▶ _EXERCISE MATERIALS_:
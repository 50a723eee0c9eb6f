use anyhow::{Context, Result};
use serde::{Deserialize, Serialize};
use std::fs;
use std::path::PathBuf;
use std::time::Duration;
use tracing::{debug, info};

#[derive(Debug, Clone, Serialize, Deserialize, Default, PartialEq)]
pub struct Config {
    #[serde(default)]
    pub playback: PlaybackConfig,
}

#[derive(Debug, Clone, Serialize, Deserialize, PartialEq)]
pub struct PlaybackConfig {
    /// Seconds the control overlay stays up after the last interaction.
    #[serde(default = "default_hide_controls_delay")]
    pub hide_controls_delay_secs: f64,

    /// Delay before the stored rate is applied after a play command.
    #[serde(default = "default_rate_apply_delay")]
    pub rate_apply_delay_ms: u64,

    /// Jump distance of the forward/backward buttons.
    #[serde(default = "default_skip_interval")]
    pub skip_interval_secs: f64,

    /// Rates offered by the speed selector.
    #[serde(default = "default_speed_presets")]
    pub speed_presets: Vec<f64>,
}

fn default_hide_controls_delay() -> f64 {
    2.5
}

fn default_rate_apply_delay() -> u64 {
    100
}

fn default_skip_interval() -> f64 {
    10.0
}

fn default_speed_presets() -> Vec<f64> {
    vec![0.5, 1.0, 1.5, 2.0]
}

impl Default for PlaybackConfig {
    fn default() -> Self {
        Self {
            hide_controls_delay_secs: default_hide_controls_delay(),
            rate_apply_delay_ms: default_rate_apply_delay(),
            skip_interval_secs: default_skip_interval(),
            speed_presets: default_speed_presets(),
        }
    }
}

impl PlaybackConfig {
    pub fn hide_controls_delay(&self) -> Duration {
        Duration::from_secs_f64(self.hide_controls_delay_secs.max(0.0))
    }

    pub fn rate_apply_delay(&self) -> Duration {
        Duration::from_millis(self.rate_apply_delay_ms)
    }
}

impl Config {
    pub fn load() -> Result<Self> {
        let config_path = Self::config_path()?;

        if config_path.exists() {
            debug!("Loading config from {:?}", config_path);
            let contents =
                fs::read_to_string(&config_path).context("Failed to read config file")?;
            let config: Config = toml::from_str(&contents).context("Failed to parse config file")?;
            info!("Config loaded successfully");
            Ok(config)
        } else {
            info!("No config file found, using defaults");
            let config = Config::default();
            config.save()?;
            Ok(config)
        }
    }

    pub fn save(&self) -> Result<()> {
        let config_path = Self::config_path()?;

        if let Some(parent) = config_path.parent() {
            fs::create_dir_all(parent).context("Failed to create config directory")?;
        }

        let contents = toml::to_string_pretty(self).context("Failed to serialize config")?;

        fs::write(&config_path, contents).context("Failed to write config file")?;

        debug!("Config saved to {:?}", config_path);
        Ok(())
    }

    fn config_path() -> Result<PathBuf> {
        let config_dir = dirs::config_dir().context("Could not determine config directory")?;
        Ok(config_dir.join("playhead").join("config.toml"))
    }
}

#[cfg(test)]
mod tests {
    use super::*;

    #[test]
    fn empty_document_fills_in_defaults() {
        let config: Config = toml::from_str("").unwrap();
        assert_eq!(config.playback.hide_controls_delay_secs, 2.5);
        assert_eq!(config.playback.rate_apply_delay_ms, 100);
        assert_eq!(config.playback.skip_interval_secs, 10.0);
        assert_eq!(config.playback.speed_presets, vec![0.5, 1.0, 1.5, 2.0]);
    }

    #[test]
    fn delay_accessors_convert_units() {
        let playback = PlaybackConfig::default();
        assert_eq!(playback.hide_controls_delay(), Duration::from_millis(2500));
        assert_eq!(playback.rate_apply_delay(), Duration::from_millis(100));
    }

    #[test]
    fn negative_hide_delay_clamps_to_zero() {
        let playback = PlaybackConfig {
            hide_controls_delay_secs: -1.0,
            ..Default::default()
        };
        assert_eq!(playback.hide_controls_delay(), Duration::ZERO);
    }

    #[test]
    fn round_trips_through_a_file() {
        let dir = tempfile::tempdir().unwrap();
        let path = dir.path().join("config.toml");

        let mut config = Config::default();
        config.playback.hide_controls_delay_secs = 2.0;
        config.playback.speed_presets = vec![1.0, 2.0];

        fs::write(&path, toml::to_string_pretty(&config).unwrap()).unwrap();
        let reread: Config = toml::from_str(&fs::read_to_string(&path).unwrap()).unwrap();
        assert_eq!(reread, config);
    }
}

▶ _ACTIVITY_: Write out each entry once more, exactly as it was given.

▶ _ANSWER SPACE_:
repository 50a723eee0c9eb6f
use anyhow::{Context, Result};
use serde::{Deserialize, Serialize};
use std::fs;
use std::path::PathBuf;
use std::time::Duration;
use tracing::{debug, info};

#[derive(Debug, Clone, Serialize, Deserialize, Default, PartialEq)]
pub struct Config {
    #[serde(default)]
    pub playback: PlaybackConfig,
}

#[derive(Debug, Clone, Serialize, Deserialize, PartialEq)]
pub struct PlaybackConfig {
    /// Seconds the control overlay stays up after the last interaction.
    #[serde(default = "default_hide_controls_delay")]
    pub hide_controls_delay_secs: f64,

    /// Delay before the stored rate is applied after a play command.
    #[serde(default = "default_rate_apply_delay")]
    pub rate_apply_delay_ms: u64,

    /// Jump distance of the forward/backward buttons.
    #[serde(default = "default_skip_interval")]
    pub skip_interval_secs: f64,

    /// Rates offered by the speed selector.
    #[serde(default = "default_speed_presets")]
    pub speed_presets: Vec<f64>,
}

fn default_hide_controls_delay() -> f64 {
    2.5
}

fn default_rate_apply_delay() -> u64 {
    100
}

fn default_skip_interval() -> f64 {
    10.0
}

fn default_speed_presets() -> Vec<f64> {
    vec![0.5, 1.0, 1.5, 2.0]
}

impl Default for PlaybackConfig {
    fn default() -> Self {
        Self {
            hide_controls_delay_secs: default_hide_controls_delay(),
            rate_apply_delay_ms: default_rate_apply_delay(),
            skip_interval_secs: default_skip_interval(),
            speed_presets: default_speed_presets(),
        }
    }
}

impl PlaybackConfig {
    pub fn hide_controls_delay(&self) -> Duration {
        Duration::from_secs_f64(self.hide_controls_delay_secs.max(0.0))
    }

    pub fn rate_apply_delay(&self) -> Duration {
        Duration::from_millis(self.rate_apply_delay_ms)
    }
}

impl Config {
    pub fn load() -> Result<Self> {
        let config_path = Self::config_path()?;

        if config_path.exists() {
            debug!("Loading config from {:?}", config_path);
            let contents =
                fs::read_to_string(&config_path).context("Failed to read config file")?;
            let config: Config = toml::from_str(&contents).context("Failed to parse config file")?;
            info!("Config loaded successfully");
            Ok(config)
        } else {
            info!("No config file found, using defaults");
            let config = Config::default();
            config.save()?;
            Ok(config)
        }
    }

    pub fn save(&self) -> Result<()> {
        let config_path = Self::config_path()?;

        if let Some(parent) = config_path.parent() {
            fs::create_dir_all(parent).context("Failed to create config directory")?;
        }

        let contents = toml::to_string_pretty(self).context("Failed to serialize config")?;

        fs::write(&config_path, contents).context("Failed to write config file")?;

        debug!("Config saved to {:?}", config_path);
        Ok(())
    }

    fn config_path() -> Result<PathBuf> {
        let config_dir = dirs::config_dir().context("Could not determine config directory")?;
        Ok(config_dir.join("playhead").join("config.toml"))
    }
}

#[cfg(test)]
mod tests {
    use super::*;

    #[test]
    fn empty_document_fills_in_defaults() {
        let config: Config = toml::from_str("").unwrap();
        assert_eq!(config.playback.hide_controls_delay_secs, 2.5);
        assert_eq!(config.playback.rate_apply_delay_ms, 100);
        assert_eq!(config.playback.skip_interval_secs, 10.0);
        assert_eq!(config.playback.speed_presets, vec![0.5, 1.0, 1.5, 2.0]);
    }

    #[test]
    fn delay_accessors_convert_units() {
        let playback = PlaybackConfig::default();
        assert_eq!(playback.hide_controls_delay(), Duration::from_millis(2500));
        assert_eq!(playback.rate_apply_delay(), Duration::from_millis(100));
    }

    #[test]
    fn negative_hide_delay_clamps_to_zero() {
        let playback = PlaybackConfig {
            hide_controls_delay_secs: -1.0,
            ..Default::default()
        };
        assert_eq!(playback.hide_controls_delay(), Duration::ZERO);
    }

    #[test]
    fn round_trips_through_a_file() {
        let dir = tempfile::tempdir().unwrap();
        let path = dir.path().join("config.toml");

        let mut config = Config::default();
        config.playback.hide_controls_delay_secs = 2.0;
        config.playback.speed_presets = vec![1.0, 2.0];

        fs::write(&path, toml::to_string_pretty(&config).unwrap()).unwrap();
        let reread: Config = toml::from_str(&fs::read_to_string(&path).unwrap()).unwrap();
        assert_eq!(reread, config);
    }
}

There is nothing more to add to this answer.